ASSIGNED TASK: Look through the listing below for the word "screen" and copy every line where it occurs.
—————
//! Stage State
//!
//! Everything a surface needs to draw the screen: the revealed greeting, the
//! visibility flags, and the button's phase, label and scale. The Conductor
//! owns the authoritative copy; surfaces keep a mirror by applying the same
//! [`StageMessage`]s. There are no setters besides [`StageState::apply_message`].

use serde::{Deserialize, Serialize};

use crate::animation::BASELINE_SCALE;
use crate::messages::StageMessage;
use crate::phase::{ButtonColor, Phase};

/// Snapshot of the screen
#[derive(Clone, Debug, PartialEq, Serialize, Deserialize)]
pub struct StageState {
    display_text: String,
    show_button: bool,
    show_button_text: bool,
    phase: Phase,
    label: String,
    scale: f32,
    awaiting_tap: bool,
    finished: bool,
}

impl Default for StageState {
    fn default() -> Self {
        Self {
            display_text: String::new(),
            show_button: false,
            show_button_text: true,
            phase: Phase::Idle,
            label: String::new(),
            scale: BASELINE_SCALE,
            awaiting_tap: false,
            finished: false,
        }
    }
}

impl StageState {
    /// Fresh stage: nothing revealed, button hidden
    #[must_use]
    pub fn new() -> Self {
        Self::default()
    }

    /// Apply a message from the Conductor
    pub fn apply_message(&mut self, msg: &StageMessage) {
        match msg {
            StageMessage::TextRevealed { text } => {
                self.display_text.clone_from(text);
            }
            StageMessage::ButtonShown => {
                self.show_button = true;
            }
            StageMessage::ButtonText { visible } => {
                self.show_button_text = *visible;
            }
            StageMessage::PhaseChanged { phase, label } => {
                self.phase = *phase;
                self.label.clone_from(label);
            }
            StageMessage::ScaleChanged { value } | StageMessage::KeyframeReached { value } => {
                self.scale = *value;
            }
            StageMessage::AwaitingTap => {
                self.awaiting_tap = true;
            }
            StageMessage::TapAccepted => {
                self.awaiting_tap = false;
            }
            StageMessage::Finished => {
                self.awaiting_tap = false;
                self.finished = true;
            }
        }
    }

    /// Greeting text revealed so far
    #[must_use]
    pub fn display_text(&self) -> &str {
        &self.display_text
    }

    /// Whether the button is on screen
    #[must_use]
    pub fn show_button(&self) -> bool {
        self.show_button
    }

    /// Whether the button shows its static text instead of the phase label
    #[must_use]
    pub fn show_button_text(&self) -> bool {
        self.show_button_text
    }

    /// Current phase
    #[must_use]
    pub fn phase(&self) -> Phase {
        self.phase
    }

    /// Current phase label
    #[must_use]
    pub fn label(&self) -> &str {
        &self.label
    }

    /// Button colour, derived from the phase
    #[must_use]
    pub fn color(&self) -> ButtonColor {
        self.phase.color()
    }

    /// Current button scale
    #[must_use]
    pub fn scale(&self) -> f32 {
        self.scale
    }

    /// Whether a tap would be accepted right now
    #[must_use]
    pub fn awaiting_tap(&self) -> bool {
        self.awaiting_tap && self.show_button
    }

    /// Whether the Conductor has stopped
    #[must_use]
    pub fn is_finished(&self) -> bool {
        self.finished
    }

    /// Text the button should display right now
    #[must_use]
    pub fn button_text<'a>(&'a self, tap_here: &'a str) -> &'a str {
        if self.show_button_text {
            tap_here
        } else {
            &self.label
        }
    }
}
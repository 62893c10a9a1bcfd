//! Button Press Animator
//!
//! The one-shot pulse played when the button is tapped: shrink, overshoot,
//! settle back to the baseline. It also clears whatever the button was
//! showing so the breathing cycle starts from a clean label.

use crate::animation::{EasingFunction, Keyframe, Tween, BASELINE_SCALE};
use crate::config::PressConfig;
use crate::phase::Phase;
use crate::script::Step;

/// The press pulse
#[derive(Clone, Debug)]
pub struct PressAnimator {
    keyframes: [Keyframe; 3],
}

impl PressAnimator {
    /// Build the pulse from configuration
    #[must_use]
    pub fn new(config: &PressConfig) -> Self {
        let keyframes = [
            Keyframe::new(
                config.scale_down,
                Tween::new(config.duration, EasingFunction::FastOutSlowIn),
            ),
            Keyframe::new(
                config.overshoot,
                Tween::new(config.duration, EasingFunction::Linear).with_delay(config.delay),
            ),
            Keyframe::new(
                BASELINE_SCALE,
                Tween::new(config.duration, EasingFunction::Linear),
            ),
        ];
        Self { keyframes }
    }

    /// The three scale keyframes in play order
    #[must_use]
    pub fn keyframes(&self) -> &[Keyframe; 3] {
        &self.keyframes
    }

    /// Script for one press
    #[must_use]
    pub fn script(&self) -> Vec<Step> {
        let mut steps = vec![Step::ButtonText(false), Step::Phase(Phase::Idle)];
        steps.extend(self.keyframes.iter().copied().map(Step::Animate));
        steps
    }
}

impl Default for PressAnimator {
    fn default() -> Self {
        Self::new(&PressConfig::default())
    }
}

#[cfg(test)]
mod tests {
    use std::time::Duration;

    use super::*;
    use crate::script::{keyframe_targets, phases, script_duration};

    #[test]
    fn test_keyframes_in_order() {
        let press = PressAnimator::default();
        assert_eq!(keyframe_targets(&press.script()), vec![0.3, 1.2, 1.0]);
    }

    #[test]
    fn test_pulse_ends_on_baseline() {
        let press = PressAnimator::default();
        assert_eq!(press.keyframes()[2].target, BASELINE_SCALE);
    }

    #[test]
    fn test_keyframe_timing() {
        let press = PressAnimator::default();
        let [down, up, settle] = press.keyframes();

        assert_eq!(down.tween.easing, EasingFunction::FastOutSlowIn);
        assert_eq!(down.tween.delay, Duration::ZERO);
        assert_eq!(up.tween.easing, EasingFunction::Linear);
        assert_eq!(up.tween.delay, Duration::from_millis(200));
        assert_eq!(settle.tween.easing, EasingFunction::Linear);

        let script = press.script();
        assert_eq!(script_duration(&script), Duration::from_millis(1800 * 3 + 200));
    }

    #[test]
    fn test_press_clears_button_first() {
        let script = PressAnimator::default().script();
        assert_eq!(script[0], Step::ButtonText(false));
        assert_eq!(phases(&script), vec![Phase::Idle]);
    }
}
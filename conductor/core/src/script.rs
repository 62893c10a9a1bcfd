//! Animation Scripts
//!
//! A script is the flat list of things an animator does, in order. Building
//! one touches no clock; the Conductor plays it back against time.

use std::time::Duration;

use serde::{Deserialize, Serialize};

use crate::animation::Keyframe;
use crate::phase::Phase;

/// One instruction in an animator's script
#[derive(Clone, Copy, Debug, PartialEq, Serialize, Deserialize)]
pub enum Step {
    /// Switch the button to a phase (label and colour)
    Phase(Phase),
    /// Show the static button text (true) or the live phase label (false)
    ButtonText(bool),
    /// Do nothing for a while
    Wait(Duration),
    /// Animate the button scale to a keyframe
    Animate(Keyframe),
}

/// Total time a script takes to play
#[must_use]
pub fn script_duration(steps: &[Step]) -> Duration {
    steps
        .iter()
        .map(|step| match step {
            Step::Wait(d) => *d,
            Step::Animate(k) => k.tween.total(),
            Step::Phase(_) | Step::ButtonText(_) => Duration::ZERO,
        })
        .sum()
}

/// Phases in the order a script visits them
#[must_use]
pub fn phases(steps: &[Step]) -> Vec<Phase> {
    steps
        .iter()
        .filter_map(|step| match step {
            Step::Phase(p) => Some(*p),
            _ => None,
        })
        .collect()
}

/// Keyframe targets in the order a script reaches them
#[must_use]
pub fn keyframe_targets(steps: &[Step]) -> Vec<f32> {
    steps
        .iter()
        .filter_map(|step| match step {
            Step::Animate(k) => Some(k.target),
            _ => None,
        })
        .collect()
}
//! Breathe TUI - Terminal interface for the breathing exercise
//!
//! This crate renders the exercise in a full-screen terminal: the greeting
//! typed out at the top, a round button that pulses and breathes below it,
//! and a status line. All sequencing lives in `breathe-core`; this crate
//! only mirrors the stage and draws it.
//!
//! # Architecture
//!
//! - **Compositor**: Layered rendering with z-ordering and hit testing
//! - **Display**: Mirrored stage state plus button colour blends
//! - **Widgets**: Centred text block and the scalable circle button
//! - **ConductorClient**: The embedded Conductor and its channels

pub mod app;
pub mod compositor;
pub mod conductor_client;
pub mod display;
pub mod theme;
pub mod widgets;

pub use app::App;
—————
EXERCISE RESPONSE:
//! Everything a surface needs to draw the screen: the revealed greeting, the
/// Snapshot of the screen
    /// Whether the button is on screen
//! This crate renders the exercise in a full-screen terminal: the greeting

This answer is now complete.